Нестандартная внешность не мешала Тото на протяжении нескольких десятилетий считаться едва ли не главным сердцеедом итальянского кино. Из-за несчастной любви к нему покончила с собой Лилиана Кастаньола - восходящая звезда, ветреная красавица, единого благосклонного взгляда которой добивались тысячи поклонников. Сам Тото, кажется, не получал от своей популярности у прекрасного пола ни малейшего удовольствия. После нескольких неудачных связей (в том числе, с блистательной Сильваной Пампанини) он, перевалив за рубеж пятидесятилетия, обрёл долгожданную любовь в союзе с Франкой Фальдини. И тут в жизнь вмешалась трагедия: при родах сына Массенцио жена едва не умерла, а сын прожил лишь несколько часов. После этого Тото, по воспоминаниям друзей, буквально сжигал себя работой. Порой он участвовал в съёмках до семи фильмов за год. Популярность великого комика росла, как снежный ком - а он становился всё печальнее. Тото ушёл из жизни 15 апреля 1967 года, после целой серии сердечных приступов. За два дня до смерти, превозмогая чудовищную слабость, он нашёл в себе силы выйти на сцену. Последние слова великого комика были обращены к жене: «Я люблю вас очень, Франка. Очень сильно».
Похороны великого артиста стали всенародной трагедией.

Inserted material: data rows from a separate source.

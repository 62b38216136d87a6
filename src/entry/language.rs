//! Descriptor languages - the closed set of workflow description formats

use std::fmt;
use std::str::FromStr;

use serde::{Deserialize, Serialize};

use crate::Error;

/// Workflow description format of an entry.
///
/// The set is closed: every entry carries exactly one language, identified
/// on the wire by its canonical TRS short code (`CWL`, `WDL`, ...). Parsing
/// accepts exactly the short code; anything else is
/// [`Error::UnknownLanguage`].
#[derive(Debug, Clone, Copy, PartialEq, Eq, Hash, Serialize, Deserialize)]
pub enum DescriptorLanguage {
    /// Common Workflow Language
    #[serde(rename = "CWL")]
    Cwl,
    /// Workflow Description Language
    #[serde(rename = "WDL")]
    Wdl,
    /// Nextflow
    #[serde(rename = "NFL")]
    Nextflow,
    /// Galaxy workflow format 2
    #[serde(rename = "gxformat2")]
    Gxformat2,
    /// Snakemake
    #[serde(rename = "SMK")]
    Smk,
    /// Jupyter notebook
    #[serde(rename = "jupyter")]
    Jupyter,
    /// Service bundle (no descriptor file)
    #[serde(rename = "service")]
    Service,
}

impl DescriptorLanguage {
    /// All known descriptor languages, in canonical order.
    pub const ALL: [Self; 7] = [
        Self::Cwl,
        Self::Wdl,
        Self::Nextflow,
        Self::Gxformat2,
        Self::Smk,
        Self::Jupyter,
        Self::Service,
    ];

    /// Canonical TRS short code for this language.
    #[must_use]
    pub const fn short_code(self) -> &'static str {
        match self {
            Self::Cwl => "CWL",
            Self::Wdl => "WDL",
            Self::Nextflow => "NFL",
            Self::Gxformat2 => "gxformat2",
            Self::Smk => "SMK",
            Self::Jupyter => "jupyter",
            Self::Service => "service",
        }
    }
}

impl fmt::Display for DescriptorLanguage {
    fn fmt(&self, f: &mut fmt::Formatter<'_>) -> fmt::Result {
        f.write_str(self.short_code())
    }
}

impl FromStr for DescriptorLanguage {
    type Err = Error;

    /// Parse a canonical short code. Case-sensitive: `"cwl"` is rejected.
    fn from_str(s: &str) -> Result<Self, Self::Err> {
        match s {
            "CWL" => Ok(Self::Cwl),
            "WDL" => Ok(Self::Wdl),
            "NFL" => Ok(Self::Nextflow),
            "gxformat2" => Ok(Self::Gxformat2),
            "SMK" => Ok(Self::Smk),
            "jupyter" => Ok(Self::Jupyter),
            "service" => Ok(Self::Service),
            _ => Err(Error::UnknownLanguage(s.to_string())),
        }
    }
}
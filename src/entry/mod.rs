//! Registry Entry Schema
//!
//! This module provides the data structures for registered tools,
//! workflows, notebooks, and services, together with the in-memory
//! store that resolves and lists them.
//!
//! ## Schema Overview
//!
//! ```text
//! EntryRecord (1) ──< VersionRecord (N)
//!                          │
//!                          └── VersionMetrics (0..1) [aggregated]
//! ```
//!
//! ## Usage
//!
//! ```rust
//! use sendero::entry::{EntryRecord, EntryType, RegistryStore, VersionRecord};
//!
//! // Register a workflow
//! let mut entry = EntryRecord::new("entry-001", EntryType::BioWorkflow,
//!     "github.com", "nf-core", "rnaseq");
//! entry.publish();
//!
//! // Register a version of it
//! let version = VersionRecord::new("version-001", "entry-001", "3.14.0");
//!
//! let mut store = RegistryStore::new();
//! store.add_entry(entry);
//! store.add_version(version);
//! assert_eq!(store.versions_for_entry("entry-001").len(), 1);
//! ```

mod language;
mod record;
mod store;
mod version;

pub use language::DescriptorLanguage;
pub use record::{EntryRecord, EntryRecordBuilder, EntryType};
pub use store::RegistryStore;
pub use version::{VersionRecord, VersionRecordBuilder};
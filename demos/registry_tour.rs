//! Registry Tour Example
//!
//! Demonstrates the registry schema end to end: entry and version
//! registration, TRS path resolution, criteria search, and the
//! publication feed.
//!
//! Run with: cargo run --example registry_tour

use sendero::entry::{DescriptorLanguage, EntryRecord, EntryType, RegistryStore, VersionRecord};
use sendero::trs::{EntryFilter, ToolPath};

fn main() {
    println!("=== Sendero Registry Tour ===\n");

    // Create the registry store
    let mut store = RegistryStore::new();

    // -------------------------------------------------------------------------
    // 1. Register tools and workflows
    // -------------------------------------------------------------------------
    println!("1. Registering entries...");

    store.add_entry(
        EntryRecord::builder("entry-001", EntryType::Tool, "quay.io", "dockstore", "md5sum")
            .description("Checksum files with md5")
            .author("Peter Amstutz")
            .published(true)
            .build(),
    );
    store.add_entry(
        EntryRecord::builder("entry-002", EntryType::BioWorkflow, "github.com", "nf-core", "rnaseq")
            .descriptor_language(DescriptorLanguage::Nextflow)
            .description("RNA sequencing analysis pipeline")
            .author("Harshil Patel")
            .published(true)
            .build(),
    );
    store.add_entry(
        EntryRecord::builder("entry-003", EntryType::BioWorkflow, "github.com", "broad", "gatk-sv")
            .descriptor_language(DescriptorLanguage::Wdl)
            .entry_name("sv-checker")
            .checker(true)
            .published(true)
            .build(),
    );

    for entry_id in ["entry-001", "entry-002", "entry-003"] {
        let entry = store.get_entry(entry_id).unwrap();
        println!(
            "   {} [{}] {} ({})",
            entry.entry_id(),
            entry.descriptor_language(),
            entry.tool_path(),
            if entry.is_checker() { "checker" } else { "primary" }
        );
    }

    // -------------------------------------------------------------------------
    // 2. Register versions
    // -------------------------------------------------------------------------
    println!("\n2. Registering versions...");

    store.add_version(VersionRecord::new("version-001", "entry-001", "1.0"));
    store.add_version(VersionRecord::new("version-002", "entry-001", "2.0"));
    store.add_version(VersionRecord::builder("version-003", "entry-002", "3.14.0").build());

    for version in store.versions_for_entry("entry-001") {
        println!("   entry-001 version: {}", version.name());
    }

    // -------------------------------------------------------------------------
    // 3. Resolve TRS paths
    // -------------------------------------------------------------------------
    println!("\n3. Resolving TRS paths...");

    let tool_path = ToolPath::parse("quay.io/dockstore/md5sum").unwrap();
    let resolved = store.find_by_path(&tool_path, true);
    println!("   {} -> {} match(es)", tool_path, resolved.len());

    let workflow_path = ToolPath::parse("github.com/broad/gatk-sv/sv-checker").unwrap();
    let resolved = store.find_by_path(&workflow_path, true);
    println!("   {} -> {} match(es)", workflow_path, resolved.len());

    // A trailing slash means "the entry with no sub-name"
    let bare_path = ToolPath::parse("github.com/broad/gatk-sv/").unwrap();
    let resolved = store.find_by_path(&bare_path, true);
    println!("   {} -> {} match(es)", bare_path, resolved.len());

    // -------------------------------------------------------------------------
    // 4. Search with criteria filters
    // -------------------------------------------------------------------------
    println!("\n4. Searching with criteria filters...");

    let by_name = EntryFilter::builder().name("RNA").build();
    println!("   name contains \"RNA\": {} match(es)", store.find_entries(&by_name, true).len());

    let wdl_only = EntryFilter::builder().descriptor_language(DescriptorLanguage::Wdl).build();
    println!("   language WDL: {} match(es)", store.find_entries(&wdl_only, true).len());

    // Checker filtering prunes entry types that can never be checkers
    let checkers = EntryFilter::builder().checker(true).build();
    for entry in store.find_entries(&checkers, true) {
        println!("   checker: {}", entry.tool_path());
    }

    // -------------------------------------------------------------------------
    // 5. Publication feed
    // -------------------------------------------------------------------------
    println!("\n5. Publication feed (most recent first):");

    for entry in store.published_feed() {
        println!("   {} updated {}", entry.entry_id(), entry.last_updated());
    }

    // -------------------------------------------------------------------------
    // 6. Store statistics
    // -------------------------------------------------------------------------
    println!("\n6. Store statistics:");
    println!("   Entries: {}", store.entry_count());
    println!("   Versions: {}", store.version_count());

    // -------------------------------------------------------------------------
    // 7. Serialization demonstration
    // -------------------------------------------------------------------------
    println!("\n7. JSON serialization:");

    let entry = store.get_entry("entry-002").unwrap();
    let json = serde_json::to_string_pretty(entry).unwrap();
    println!("   EntryRecord JSON:\n{}", json);

    println!("\n=== Registry Tour Complete ===");
}
//! Batch folding - turns execution batches into updated aggregates
//!
//! Validation is whole-batch: every numeric in the batch is checked before
//! any bucket or statistic is touched, so a rejected batch leaves the
//! caller's aggregate exactly as it was.

use super::{
    ExecutionBatch, ExecutionStatus, RunExecution, StatisticMetric, TaskExecutionSet,
    VersionMetrics,
};
use crate::error::{Error, Result};
use chrono::Utc;
use tracing::{debug, warn};

/// Unit label stamped on execution time statistics.
pub const EXECUTION_TIME_UNIT: &str = "s";

/// Unit label stamped on memory statistics.
pub const MEMORY_UNIT: &str = "GB";

impl VersionMetrics {
    /// Fold a batch of execution reports into an updated aggregate.
    ///
    /// The batch is validated in full before any folding happens, and the
    /// method never mutates in place, so a rejected batch leaves the
    /// current aggregate untouched. Task-execution sets contribute one
    /// synthetic run each: the set takes its first non-successful task
    /// status (or `Successful` when every task succeeded), execution time
    /// is the sum of task times, and memory and CPU are the per-set peaks.
    ///
    /// # Errors
    ///
    /// Returns [`Error::InvalidMetric`] if any `execution_time_seconds`,
    /// `memory_gb`, or `cpu_count` in the batch is negative or non-finite.
    pub fn record_executions(&self, batch: &ExecutionBatch) -> Result<Self> {
        if let Err(error) = validate_batch(batch) {
            warn!("Rejected execution batch: {}", error);
            return Err(error);
        }

        let mut next = self.clone();
        for run in &batch.run_executions {
            next.fold_run(run);
        }
        for task_set in &batch.task_executions {
            if let Some(synthetic) = collapse_task_set(task_set) {
                next.fold_run(&synthetic);
            }
        }
        for validation in &batch.validation_executions {
            next.validation_status
                .record(&validation.validator_tool, validation.is_valid);
        }
        next.last_aggregated = Some(Utc::now());

        debug!(
            "Applied execution batch: {} runs, {} task sets, {} validations",
            batch.run_executions.len(),
            batch.task_executions.len(),
            batch.validation_executions.len()
        );
        Ok(next)
    }

    fn fold_run(&mut self, run: &RunExecution) {
        self.execution_status_count.increment(run.status);
        fold_point(
            &mut self.execution_time,
            run.execution_time_seconds,
            Some(EXECUTION_TIME_UNIT),
        );
        fold_point(&mut self.memory, run.memory_gb, Some(MEMORY_UNIT));
        fold_point(&mut self.cpu, run.cpu_count, None);
    }
}

fn validate_batch(batch: &ExecutionBatch) -> Result<()> {
    for run in &batch.run_executions {
        validate_run(run)?;
    }
    for task_set in &batch.task_executions {
        for task in &task_set.task_executions {
            validate_run(task)?;
        }
    }
    Ok(())
}

fn validate_run(run: &RunExecution) -> Result<()> {
    check_metric("execution_time_seconds", run.execution_time_seconds)?;
    check_metric("memory_gb", run.memory_gb)?;
    check_metric("cpu_count", run.cpu_count)?;
    Ok(())
}

fn check_metric(field: &str, value: Option<f64>) -> Result<()> {
    match value {
        Some(value) if !value.is_finite() || value < 0.0 => Err(Error::InvalidMetric {
            field: field.to_string(),
            value,
        }),
        _ => Ok(()),
    }
}

/// Collapse a task-execution set into one synthetic run, `None` if the set
/// is empty.
fn collapse_task_set(task_set: &TaskExecutionSet) -> Option<RunExecution> {
    if task_set.task_executions.is_empty() {
        return None;
    }
    let status = task_set
        .task_executions
        .iter()
        .map(|task| task.status)
        .find(|status| status.is_failed())
        .unwrap_or(ExecutionStatus::Successful);

    let mut synthetic = RunExecution::new(status);
    for task in &task_set.task_executions {
        accumulate_sum(
            &mut synthetic.execution_time_seconds,
            task.execution_time_seconds,
        );
        accumulate_max(&mut synthetic.memory_gb, task.memory_gb);
        accumulate_max(&mut synthetic.cpu_count, task.cpu_count);
    }
    Some(synthetic)
}

fn accumulate_sum(slot: &mut Option<f64>, value: Option<f64>) {
    if let Some(value) = value {
        *slot = Some(slot.unwrap_or(0.0) + value);
    }
}

fn accumulate_max(slot: &mut Option<f64>, value: Option<f64>) {
    if let Some(value) = value {
        *slot = Some(slot.map_or(value, |current| current.max(value)));
    }
}

fn fold_point(slot: &mut Option<StatisticMetric>, value: Option<f64>, unit: Option<&str>) {
    if let Some(value) = value {
        match slot {
            Some(statistic) => statistic.add_point(value),
            None => {
                let mut statistic = StatisticMetric::from_point(value);
                if let Some(unit) = unit {
                    statistic = statistic.with_unit(unit);
                }
                *slot = Some(statistic);
            }
        }
    }
}
//! Execution status counters - closed-set bucket counting

use serde::{Deserialize, Serialize};

use super::ExecutionStatus;

/// Per-status execution counters for one entry version.
///
/// The statuses form a closed set, so counts live in a fixed array indexed
/// by [`ExecutionStatus::ordinal`] rather than an open-ended map: every
/// bucket always exists, and `add_count` on an unseen status starts from
/// zero instead of failing.
///
/// Derived values (`number_of_successful_executions`,
/// `number_of_failed_executions`, `is_valid`) are recomputed from the
/// buckets on every read and are never stored, so they cannot
/// desynchronize from the counts.
#[derive(Debug, Clone, Copy, Default, PartialEq, Eq, Serialize, Deserialize)]
pub struct ExecutionStatusCount {
    counts: [u64; 3],
}

impl ExecutionStatusCount {
    /// Create counters with every bucket at zero.
    #[must_use]
    pub const fn new() -> Self {
        Self { counts: [0; 3] }
    }

    /// Whether every bucket is zero.
    #[must_use]
    pub const fn is_empty(&self) -> bool {
        self.total() == 0
    }

    /// Get the count for one status bucket.
    #[must_use]
    pub const fn count(&self, status: ExecutionStatus) -> u64 {
        self.counts[status.ordinal()]
    }

    /// Total executions across all buckets.
    #[must_use]
    pub const fn total(&self) -> u64 {
        self.counts[0] + self.counts[1] + self.counts[2]
    }

    /// Add `n` to one status bucket.
    pub fn add_count(&mut self, status: ExecutionStatus, n: u64) {
        let bucket = &mut self.counts[status.ordinal()];
        *bucket = bucket.saturating_add(n);
    }

    /// Add one execution to a status bucket.
    pub fn increment(&mut self, status: ExecutionStatus) {
        self.add_count(status, 1);
    }

    /// Number of successful executions (derived).
    #[must_use]
    pub const fn number_of_successful_executions(&self) -> u64 {
        self.count(ExecutionStatus::Successful)
    }

    /// Number of failed executions: the sum of both failure buckets
    /// (derived).
    #[must_use]
    pub const fn number_of_failed_executions(&self) -> u64 {
        self.count(ExecutionStatus::FailedRuntimeInvalid)
            + self.count(ExecutionStatus::FailedSemanticInvalid)
    }

    /// Whether no execution has ever failed (derived).
    #[must_use]
    pub const fn is_valid(&self) -> bool {
        self.number_of_failed_executions() == 0
    }

    /// Fold another counter into this one, bucket by bucket.
    pub fn merge(&mut self, other: &Self) {
        for status in ExecutionStatus::ALL {
            self.add_count(status, other.count(status));
        }
    }
}
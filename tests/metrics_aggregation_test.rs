//! Metrics Aggregation Tests
//!
//! End-to-end coverage of the execution metrics pipeline: wire format
//! parsing, batch folding, whole-batch rejection, and the store write path.

use sendero::entry::{RegistryStore, VersionRecord};
use sendero::metrics::{
    ExecutionBatch, ExecutionStatus, ExecutionStatusCount, RunExecution, StatisticMetric,
    TaskExecutionSet, ValidationExecution, VersionMetrics, EXECUTION_TIME_UNIT, MEMORY_UNIT,
};
use sendero::Error;

// =============================================================================
// Wire Format Tests
// =============================================================================

#[test]
fn test_status_wire_tokens() {
    assert_eq!(ExecutionStatus::Successful.to_string(), "SUCCESSFUL");
    assert_eq!(
        ExecutionStatus::FailedRuntimeInvalid.to_string(),
        "FAILED_RUNTIME_INVALID"
    );
    assert_eq!(
        ExecutionStatus::FailedSemanticInvalid.to_string(),
        "FAILED_SEMANTIC_INVALID"
    );
}

#[test]
fn test_batch_parses_from_submission_json() {
    let json = r#"{
        "run_executions": [
            {"status": "SUCCESSFUL", "execution_time_seconds": 840.5, "memory_gb": 4.0, "cpu_count": 8},
            {"status": "FAILED_RUNTIME_INVALID", "execution_time_seconds": 12.0}
        ],
        "task_executions": [
            {"task_executions": [
                {"status": "SUCCESSFUL", "execution_time_seconds": 300.0},
                {"status": "SUCCESSFUL", "execution_time_seconds": 420.0}
            ]}
        ],
        "validation_executions": [
            {"validator_tool": "womtool", "is_valid": true}
        ]
    }"#;

    let batch: ExecutionBatch = serde_json::from_str(json).expect("deserialization failed");
    assert_eq!(batch.run_executions.len(), 2);
    assert_eq!(batch.task_executions.len(), 1);
    assert_eq!(batch.validation_executions.len(), 1);
    assert_eq!(batch.run_executions[0].status, ExecutionStatus::Successful);
    assert_eq!(batch.run_executions[1].execution_time_seconds, Some(12.0));
    assert!(batch.run_executions[1].memory_gb.is_none());
}

#[test]
fn test_batch_rejects_unknown_status_token() {
    let json = r#"{"run_executions": [{"status": "ABORTED"}]}"#;
    let result: Result<ExecutionBatch, _> = serde_json::from_str(json);
    assert!(result.is_err());
}

#[test]
fn test_missing_sections_default_to_empty() {
    let batch: ExecutionBatch = serde_json::from_str("{}").expect("deserialization failed");
    assert!(batch.is_empty());
}

// =============================================================================
// ExecutionStatusCount Tests
// =============================================================================

#[test]
fn test_add_count_to_fresh_bucket() {
    let mut counts = ExecutionStatusCount::new();
    counts.add_count(ExecutionStatus::Successful, 5);

    assert_eq!(counts.number_of_successful_executions(), 5);
    assert_eq!(counts.number_of_failed_executions(), 0);
    assert!(counts.is_valid());
}

#[test]
fn test_derived_counts_recompute_on_every_read() {
    let mut counts = ExecutionStatusCount::new();
    counts.add_count(ExecutionStatus::Successful, 3);
    assert!(counts.is_valid());

    counts.add_count(ExecutionStatus::FailedSemanticInvalid, 1);
    assert!(!counts.is_valid());
    assert_eq!(counts.number_of_failed_executions(), 1);
    assert_eq!(counts.total(), 4);
}

// =============================================================================
// StatisticMetric Tests
// =============================================================================

#[test]
fn test_statistic_merge_weights_by_count() {
    // (min 1, max 5, avg 3, n 2) merged with a single point 9
    let mut statistic = StatisticMetric::from_points(&[1.0, 5.0]).expect("empty slice");
    statistic.merge(&StatisticMetric::from_point(9.0));

    assert!((statistic.minimum() - 1.0).abs() < f64::EPSILON);
    assert!((statistic.maximum() - 9.0).abs() < f64::EPSILON);
    assert!((statistic.average() - 5.0).abs() < f64::EPSILON);
    assert_eq!(statistic.number_of_data_points_for_average(), 3);
}

// =============================================================================
// Batch Folding Tests
// =============================================================================

fn run_with_time(status: ExecutionStatus, seconds: f64) -> RunExecution {
    let mut run = RunExecution::new(status);
    run.execution_time_seconds = Some(seconds);
    run
}

#[test]
fn test_fold_stamps_units_per_dimension() {
    let mut batch = ExecutionBatch::new();
    let mut run = RunExecution::new(ExecutionStatus::Successful);
    run.execution_time_seconds = Some(60.0);
    run.memory_gb = Some(3.5);
    run.cpu_count = Some(4.0);
    batch.run_executions.push(run);

    let metrics = VersionMetrics::new()
        .record_executions(&batch)
        .expect("batch rejected");

    assert_eq!(metrics.execution_time().unwrap().unit(), Some(EXECUTION_TIME_UNIT));
    assert_eq!(metrics.memory().unwrap().unit(), Some(MEMORY_UNIT));
    assert!(metrics.cpu().unwrap().unit().is_none());
    assert!(metrics.last_aggregated().is_some());
}

#[test]
fn test_fold_is_incremental_across_batches() {
    let mut first = ExecutionBatch::new();
    first
        .run_executions
        .push(run_with_time(ExecutionStatus::Successful, 10.0));
    first
        .run_executions
        .push(run_with_time(ExecutionStatus::Successful, 20.0));

    let mut second = ExecutionBatch::new();
    second
        .run_executions
        .push(run_with_time(ExecutionStatus::FailedRuntimeInvalid, 60.0));

    let after_first = VersionMetrics::new()
        .record_executions(&first)
        .expect("batch rejected");
    let after_second = after_first
        .record_executions(&second)
        .expect("batch rejected");

    let counts = after_second.execution_status_count();
    assert_eq!(counts.number_of_successful_executions(), 2);
    assert_eq!(counts.number_of_failed_executions(), 1);
    assert!(!counts.is_valid());

    let time = after_second.execution_time().expect("no time statistic");
    assert!((time.minimum() - 10.0).abs() < f64::EPSILON);
    assert!((time.maximum() - 60.0).abs() < f64::EPSILON);
    assert!((time.average() - 30.0).abs() < f64::EPSILON);
    assert_eq!(time.number_of_data_points_for_average(), 3);
}

#[test]
fn test_task_set_folds_as_one_execution() {
    let mut batch = ExecutionBatch::new();
    batch.task_executions.push(TaskExecutionSet::new(vec![
        run_with_time(ExecutionStatus::Successful, 120.0),
        run_with_time(ExecutionStatus::Successful, 240.0),
        run_with_time(ExecutionStatus::Successful, 60.0),
    ]));

    let metrics = VersionMetrics::new()
        .record_executions(&batch)
        .expect("batch rejected");

    // One workflow execution, with task times summed to wall-clock-ish total
    assert_eq!(metrics.execution_status_count().total(), 1);
    let time = metrics.execution_time().expect("no time statistic");
    assert!((time.average() - 420.0).abs() < f64::EPSILON);
}

#[test]
fn test_task_set_takes_peak_memory_and_cpu() {
    let mut tasks = Vec::new();
    for (memory, cpu) in [(2.0, 4.0), (8.0, 2.0), (1.0, 16.0)] {
        let mut run = RunExecution::new(ExecutionStatus::Successful);
        run.memory_gb = Some(memory);
        run.cpu_count = Some(cpu);
        tasks.push(run);
    }
    let mut batch = ExecutionBatch::new();
    batch.task_executions.push(TaskExecutionSet::new(tasks));

    let metrics = VersionMetrics::new()
        .record_executions(&batch)
        .expect("batch rejected");

    assert!((metrics.memory().unwrap().maximum() - 8.0).abs() < f64::EPSILON);
    assert!((metrics.cpu().unwrap().maximum() - 16.0).abs() < f64::EPSILON);
}

#[test]
fn test_failed_task_fails_the_set() {
    let mut batch = ExecutionBatch::new();
    batch.task_executions.push(TaskExecutionSet::new(vec![
        RunExecution::new(ExecutionStatus::Successful),
        RunExecution::new(ExecutionStatus::FailedRuntimeInvalid),
        RunExecution::new(ExecutionStatus::Successful),
    ]));

    let metrics = VersionMetrics::new()
        .record_executions(&batch)
        .expect("batch rejected");

    let counts = metrics.execution_status_count();
    assert_eq!(counts.count(ExecutionStatus::FailedRuntimeInvalid), 1);
    assert_eq!(counts.number_of_successful_executions(), 0);
}

#[test]
fn test_validations_accumulate_per_validator() {
    let mut batch = ExecutionBatch::new();
    for is_valid in [true, true, false] {
        batch
            .validation_executions
            .push(ValidationExecution::new("womtool", is_valid));
    }
    batch
        .validation_executions
        .push(ValidationExecution::new("miniwdl", true));

    let metrics = VersionMetrics::new()
        .record_executions(&batch)
        .expect("batch rejected");

    let validation = metrics.validation_status();
    assert_eq!(validation.validator_count(), 2);
    let womtool = validation.get("womtool").expect("womtool missing");
    assert_eq!(womtool.passed(), 2);
    assert_eq!(womtool.failed(), 1);
    let miniwdl = validation.get("miniwdl").expect("miniwdl missing");
    assert!((miniwdl.passing_rate() - 100.0).abs() < f64::EPSILON);
}

// =============================================================================
// Whole-Batch Rejection Tests
// =============================================================================

#[test]
fn test_invalid_numeric_rejects_whole_batch() {
    let mut current = VersionMetrics::new();
    let mut seed = ExecutionBatch::new();
    seed.run_executions
        .push(run_with_time(ExecutionStatus::Successful, 5.0));
    current = current.record_executions(&seed).expect("batch rejected");
    let snapshot = current.clone();

    // One bad value poisons the batch, valid runs included
    let mut batch = ExecutionBatch::new();
    batch
        .run_executions
        .push(run_with_time(ExecutionStatus::Successful, 10.0));
    batch
        .run_executions
        .push(run_with_time(ExecutionStatus::Successful, f64::NAN));

    let result = current.record_executions(&batch);
    assert!(matches!(result, Err(Error::InvalidMetric { .. })));
    assert_eq!(current, snapshot);
}

#[test]
fn test_rejection_covers_every_dimension() {
    for (field, build) in [
        ("execution_time_seconds", {
            let mut run = RunExecution::new(ExecutionStatus::Successful);
            run.execution_time_seconds = Some(-1.0);
            run
        }),
        ("memory_gb", {
            let mut run = RunExecution::new(ExecutionStatus::Successful);
            run.memory_gb = Some(f64::INFINITY);
            run
        }),
        ("cpu_count", {
            let mut run = RunExecution::new(ExecutionStatus::Successful);
            run.cpu_count = Some(f64::NAN);
            run
        }),
    ] {
        let mut batch = ExecutionBatch::new();
        batch.run_executions.push(build);
        let error = VersionMetrics::new()
            .record_executions(&batch)
            .expect_err("accepted invalid batch");
        assert!(error.to_string().contains(field), "wrong field for {field}");
    }
}

// =============================================================================
// Store Write Path Tests
// =============================================================================

#[test]
fn test_store_requires_known_version() {
    let mut store = RegistryStore::new();
    let result = store.record_executions("version-404", &ExecutionBatch::new());
    assert!(matches!(result, Err(Error::VersionNotFound(_))));
}

#[test]
fn test_store_accumulates_and_serves_metrics() {
    let mut store = RegistryStore::new();
    store.add_version(VersionRecord::new("version-001", "entry-001", "1.0"));

    let mut batch = ExecutionBatch::new();
    batch
        .run_executions
        .push(run_with_time(ExecutionStatus::Successful, 30.0));

    store
        .record_executions("version-001", &batch)
        .expect("batch rejected");
    store
        .record_executions("version-001", &batch)
        .expect("batch rejected");

    let metrics = store.metrics("version-001").expect("no metrics stored");
    assert_eq!(metrics.execution_status_count().total(), 2);
    assert_eq!(store.metrics_count(), 1);
    assert!(store.metrics("version-002").is_none());
}

#[test]
fn test_store_keeps_old_aggregate_on_rejection() {
    let mut store = RegistryStore::new();
    store.add_version(VersionRecord::new("version-001", "entry-001", "1.0"));

    let mut good = ExecutionBatch::new();
    good.run_executions
        .push(run_with_time(ExecutionStatus::Successful, 30.0));
    store
        .record_executions("version-001", &good)
        .expect("batch rejected");
    let before = store.metrics("version-001").expect("no metrics").clone();

    let mut bad = ExecutionBatch::new();
    bad.run_executions
        .push(run_with_time(ExecutionStatus::Successful, -30.0));
    assert!(store.record_executions("version-001", &bad).is_err());

    assert_eq!(store.metrics("version-001"), Some(&before));
}

// =============================================================================
// Snapshot Round-Trip Tests
// =============================================================================

#[test]
fn test_aggregate_survives_json_round_trip() {
    let mut batch = ExecutionBatch::new();
    batch
        .run_executions
        .push(run_with_time(ExecutionStatus::Successful, 45.0));
    batch
        .run_executions
        .push(run_with_time(ExecutionStatus::FailedSemanticInvalid, 5.0));
    batch
        .validation_executions
        .push(ValidationExecution::new("cwltool", false));

    let metrics = VersionMetrics::new()
        .record_executions(&batch)
        .expect("batch rejected");

    let json = serde_json::to_string_pretty(&metrics).expect("serialization failed");
    let restored: VersionMetrics = serde_json::from_str(&json).expect("deserialization failed");
    assert_eq!(restored, metrics);
}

Подобных проводов, пожалуй, не удостаивался ни один из деятелей искусства или политиков. Похоронный обряд происходил дважды: сначала в Риме, потом в Неаполе. А через несколько дней жители квартала, где Тото родился и вырос, пронесли по улицам пустой гроб, чтобы ещё раз отдать дань памяти великому земляку.
След, оставленный великим комиком в мировом кино, внушителен, но только итальянцы знают ещё об одной ипостаси Тото - его поэзии. Тото всю жизнь сочинял стихи на неаполитанском диалекте. Написанная им «Malafemmena» давно стала одной из самых популярных и любимых итальянских песен, а книга стихов «’A livella» ещё ждёт своего вдумчивого переводчика. Это глубокая философская лирика: великий комик размышляет о равенстве богача и бедняка перед лицом смерти, о смысле жизни и творчества.
Современники именовали Тото «il Principe» - Принцем. Замечательно, что прозвище это он обрёл не по причине аристократического происхождения, и даже не вследствие запредельной популярности. Дело в ином. Познавший на собственной шкуре, что такое бедность и унижение, Тото на протяжении всей своей жизни стремился осторожно, деликатно оказывать помощь менее удачливым коллегам: артистам, поэтам, художникам. Число облагодетельствованных им вряд ли поддаётся учёту - но какое это имеет значение. В отличие от императора, предпринявшего смехотворную попытку предстать в облике великого артиста, комический артист, обладавший всеми правами на императорский престол, сумел показать людям, что такое подлинное величие. Возвысить смешное до великого - как оно, чаще всего, и случается в жизни. Стоит ли удивляться тому, что могила Тото на кладбище Санта Мария дель Пьянто стала для неаполитанцев святыней: сюда приходят, чтобы попросить благословения, совета или помощи. Тот, кто всю жизнь смешил людей, после смерти стал в сознании народа одним из покровителей города - почти святым. Бо́льших высот достичь невозможно.